Koreans are famously nonchalant about North Korean nuclear weapons. Bewilderingly to the rest of us, they “keep calm and carry on” whenever Pyongyang threatens to turn Seoul into a “sea of fire”. The South Korean approach to Covid-19 could not have been more different.
On 16 January, the South Korean biotech executive Chun Jong-yoon grasped the reality unfolding in China and directed his lab to work to stem the virus’s inevitable spread; within days, his team developed detection kits now in high demand around the world.
Meanwhile, the South Korean government assumed the virus would hit.
Experience with the 2003 Sars epidemic proved useful: existing governmental units in the ministries of health, welfare and foreign affairs, regional municipalities and the president’s office were mobilised. As a result, South Korea has been effective in controlling the nation’s mortality rate not through travel bans but instead through widespread rigorous quarantine measures and
testing, now even exporting domestically produced test kits – such as the 51,000 diagnostic products sent this week to the United Arab Emirates.

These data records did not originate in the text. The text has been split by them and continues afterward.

// Copyright (c) 2024-2026 Martin Schröder <info@swedishembedded.com>
//
// SPDX-License-Identifier: MIT
//!
//! SSE wire codec.
//!
//! Each event is the literal bytes `data: ` + single-line JSON + `\n\n`.
//! The stream terminates with `data: [DONE]\n\n`. The server only encodes;
//! the client only decodes — both halves live here so the round-trip law
//! (`decode(trim(encode(e))) == e`) is tested in one place.

use thiserror::Error;

use crate::event::AgentEvent;

/// Sentinel payload that marks the end of an SSE stream.
pub const DONE_PAYLOAD: &str = "[DONE]";

const DATA_PREFIX: &str = "data: ";

#[derive(Debug, Error)]
pub enum ProtocolError {
    #[error("SSE line is missing the 'data: ' prefix")]
    MissingPrefix,

    #[error("malformed event JSON: {0}")]
    Json(#[from] serde_json::Error),
}

/// Encode one event as an SSE frame.
pub fn encode_event(ev: &AgentEvent) -> Result<String, ProtocolError> {
    let json = serde_json::to_string(ev)?;
    Ok(format!("{DATA_PREFIX}{json}\n\n"))
}

/// The stream terminator frame.
pub fn encode_done() -> String {
    format!("{DATA_PREFIX}{DONE_PAYLOAD}\n\n")
}

/// Decode one SSE line (without its trailing blank line).
///
/// Returns `Ok(None)` when the payload is the `[DONE]` terminator.
pub fn decode_event(line: &str) -> Result<Option<AgentEvent>, ProtocolError> {
    let payload = line
        .trim()
        .strip_prefix(DATA_PREFIX)
        .ok_or(ProtocolError::MissingPrefix)?
        .trim();
    if payload == DONE_PAYLOAD {
        return Ok(None);
    }
    Ok(Some(serde_json::from_str(payload)?))
}

// ── Unit tests ────────────────────────────────────────────────────────────────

Most importantly, South Korea immediately began testing hundreds of thousands of asymptomatic people, including at drive-through centres.
South Korea employed a central tracking app, Corona 100m, that publicly informs citizens of known cases within 100 metres of where they are. Surprisingly, a culture that has often rebelliously rejected authoritarianism has embraced intrusive measures.
On 17 March, a temporary provision entailed a small subsidy of 454,900 South Korean won (£313) a month to cover basic living expenses. The same funding is available to those who are self-isolating, regardless of whether they test positive for the virus. It’s not hugely generous, but provides subsistence for those whose lives are upended by necessary measures such as the ministry of education’s closure of schools.
Other nations would be wise to copy the South Korean model: on 29 February, 700 people tested positive in the primary South Korean outbreak city of Daegu. By 15 March, 41 new cases were reported there.